Monday, March 11, 2013

Caspian, Native and Ditch Tiger @ the Red Room (3/7/13)


This show caught my interest because it featured three bands I'd never seen before, two of them from out of state.  Then I read up a little on Caspian and got even more interested.  They've been making a name for themselves--European tour, SXSW gig, album review in Spin, stuff like that.  This show started to look like one of those deals where the band plays some small venue one year and then plays someplace like the Knitting Factory the next.


I counted something like twenty-five people when I arrived at the Red Room.  When Caspian played, I counted a little over fifty.  Modest, but not bad.


Local band Ditch Tiger opened the show.  Usually, I don't care for screamo-ish metal/hardcore, but these guys proved an exception.  It helped a lot that their pounding riffs, intertwining guitar lines, snaking basslines and rumbling drums emphasized groove over preening melodrama.  You could've even danced at a few points.  Their barking vocals didn't seem to fit the music sometimes, but I imagine that they'll work that out (not at the expense of the groove, hopefully).  As for the sound as a whole, it was good and loud but not so much so that any instruments drowned out the others.

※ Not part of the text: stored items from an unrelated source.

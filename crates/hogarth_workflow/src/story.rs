//! Prose story pipeline: writer, LLM-backed evaluator, rewriter.

use crate::engine::RevisionSteps;
use crate::generate::{call_driver, step_request};
use crate::{WorkflowSettings, prompts};
use async_trait::async_trait;
use hogarth_core::{Evaluation, SourcePost, Story, StoryMood};
use hogarth_error::{EvaluationError, EvaluationErrorKind, HogarthResult};
use hogarth_interface::Driver;
use std::sync::Arc;

/// Submission payload for a story run.
#[derive(Debug, Clone, serde::Serialize)]
pub struct StoryInput {
    /// Seed post to transform
    pub post: SourcePost,
    /// Narrative mood selection
    pub mood: StoryMood,
}

/// Step set for the prose pipeline.
///
/// All three steps are generative; the evaluator's reply is parsed from the
/// line format the rubric prompt pins down.
pub struct StorySteps {
    driver: Arc<dyn Driver>,
    settings: WorkflowSettings,
}

impl StorySteps {
    /// Create the story step set.
    pub fn new(driver: Arc<dyn Driver>, settings: WorkflowSettings) -> Self {
        Self { driver, settings }
    }
}

#[async_trait]
impl RevisionSteps for StorySteps {
    type Input = StoryInput;
    type Artifact = Story;

    #[tracing::instrument(skip(self, input), fields(post_id = %input.post.id, mood = %input.mood))]
    async fn write(&self, input: &Self::Input) -> HogarthResult<Story> {
        let prompt = prompts::story_writer_prompt(&input.post, input.mood);
        let text = call_driver(
            &self.driver,
            &step_request(prompt, &self.settings),
            self.settings.step_timeout(),
        )
        .await?;
        tracing::info!(chars = text.len(), "Story draft written");
        Ok(Story::draft(text))
    }

    #[tracing::instrument(skip(self, artifact))]
    async fn evaluate(&self, artifact: &Story) -> HogarthResult<Evaluation> {
        let prompt = prompts::story_evaluator_prompt(&artifact.content);
        let reply = call_driver(
            &self.driver,
            &step_request(prompt, &self.settings),
            self.settings.step_timeout(),
        )
        .await
        .map_err(|e| {
            EvaluationError::new(EvaluationErrorKind::Generation(e.to_string()))
        })?;
        let evaluation = parse_story_evaluation(&reply)?;
        Ok(evaluation)
    }

    #[tracing::instrument(skip(self, _input, artifact, evaluation), fields(revision = artifact.revision))]
    async fn rewrite(
        &self,
        _input: &Self::Input,
        artifact: &Story,
        evaluation: &Evaluation,
    ) -> HogarthResult<Story> {
        let prompt = prompts::story_rewriter_prompt(&artifact.content, &evaluation.feedback);
        let text = call_driver(
            &self.driver,
            &step_request(prompt, &self.settings),
            self.settings.step_timeout(),
        )
        .await?;
        tracing::info!(chars = text.len(), "Story rewritten");
        Ok(artifact.revised(text))
    }
}

/// Parse the evaluator's line-format reply.
///
/// The `Score:` line is mandatory: a reply without a parseable score is an
/// [`EvaluationError`], deliberately not repaired, because a guessed score
/// would silently bias the revision decision. Subscore lines and feedback
/// degrade to benign defaults when absent.
///
/// # Errors
///
/// Returns a parse-kind [`EvaluationError`] when no parseable `Score:` line
/// is present.
///
/// # Examples
///
/// ```
/// use hogarth_workflow::parse_story_evaluation;
///
/// let reply = "Score: 8.5\nCoherence: 9\nEngagement: 8\nLength Appropriate: yes\nFeedback: Tighten the middle.";
/// let eval = parse_story_evaluation(reply).unwrap();
/// assert_eq!(eval.score, 8.5);
/// assert_eq!(eval.feedback, "Tighten the middle.");
/// ```
pub fn parse_story_evaluation(reply: &str) -> Result<Evaluation, EvaluationError> {
    let mut score: Option<f32> = None;
    let mut coherence: Option<f32> = None;
    let mut engagement: Option<f32> = None;
    let mut length_ok = true;
    let mut feedback: Option<String> = None;

    for line in reply.lines() {
        let line = line.trim();
        if let Some(rest) = line.strip_prefix("Score:") {
            score = rest.trim().parse().ok();
        } else if let Some(rest) = line.strip_prefix("Coherence:") {
            coherence = rest.trim().parse().ok();
        } else if let Some(rest) = line.strip_prefix("Engagement:") {
            engagement = rest.trim().parse().ok();
        } else if let Some(rest) = line.strip_prefix("Length Appropriate:") {
            length_ok = rest.trim().to_lowercase().contains("yes");
        } else if let Some(rest) = line.strip_prefix("Feedback:") {
            feedback = Some(rest.trim().to_string());
        }
    }

    let score = score.ok_or_else(|| {
        EvaluationError::new(EvaluationErrorKind::Parse(format!(
            "no parseable Score line in reply ({} chars)",
            reply.len()
        )))
    })?;

    let mut evaluation = Evaluation::new(
        score,
        feedback.unwrap_or_else(|| "Story evaluation completed.".to_string()),
    );
    if let Some(coherence) = coherence {
        evaluation
            .subscores
            .insert("coherence".to_string(), coherence.clamp(0.0, 10.0));
    }
    if let Some(engagement) = engagement {
        evaluation
            .subscores
            .insert("engagement".to_string(), engagement.clamp(0.0, 10.0));
    }
    if !length_ok {
        evaluation
            .issues
            .push("Length flagged as inappropriate".to_string());
    }

    Ok(evaluation)
}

Up next was Native.  Here was surprise number two of the night.  This Indiana band's howled vocals, pulverizing chords and machine-gun drumming managed to be dramatic but not overbearing.  The trick, I think, lay in how their bass sounded more thunderous than their clean, ringing guitars.  This enabled them to infuse their raw power with an agreeable lightness and airiness.  Similarly, while their stage act was as fierce as you could've wanted (lunging back and forth, swinging instruments like weapons, big lights flashing when the vocals came in), their joy and gratitude came through strongest: they thanked the audience at length for showing them love on 1) their first time in Boise and 2) their first tour in a long time.


Caspian closed out the night.  If somebody ever makes a film adaptation of Dante's Paradiso, he/she should hire these guys to score it.  This Massachusetts band's soothing drones, driving beats, guiding basslines, whirring distortion and chiming/roaring guitars were by turns ominous and rousing, turbulent and serene.  Their assured playing and unfailing sense of drama kept the audience enraptured for the entire set.  Like a waking dream.  Highly recommended to fans of Talkdemonic and Red Hands Black Feet.

A nice little aside: I glanced over to the sound booth at one point and saw Blake Green (Wolvserpent) nodding gently to the beat.  Skill recognizes skill.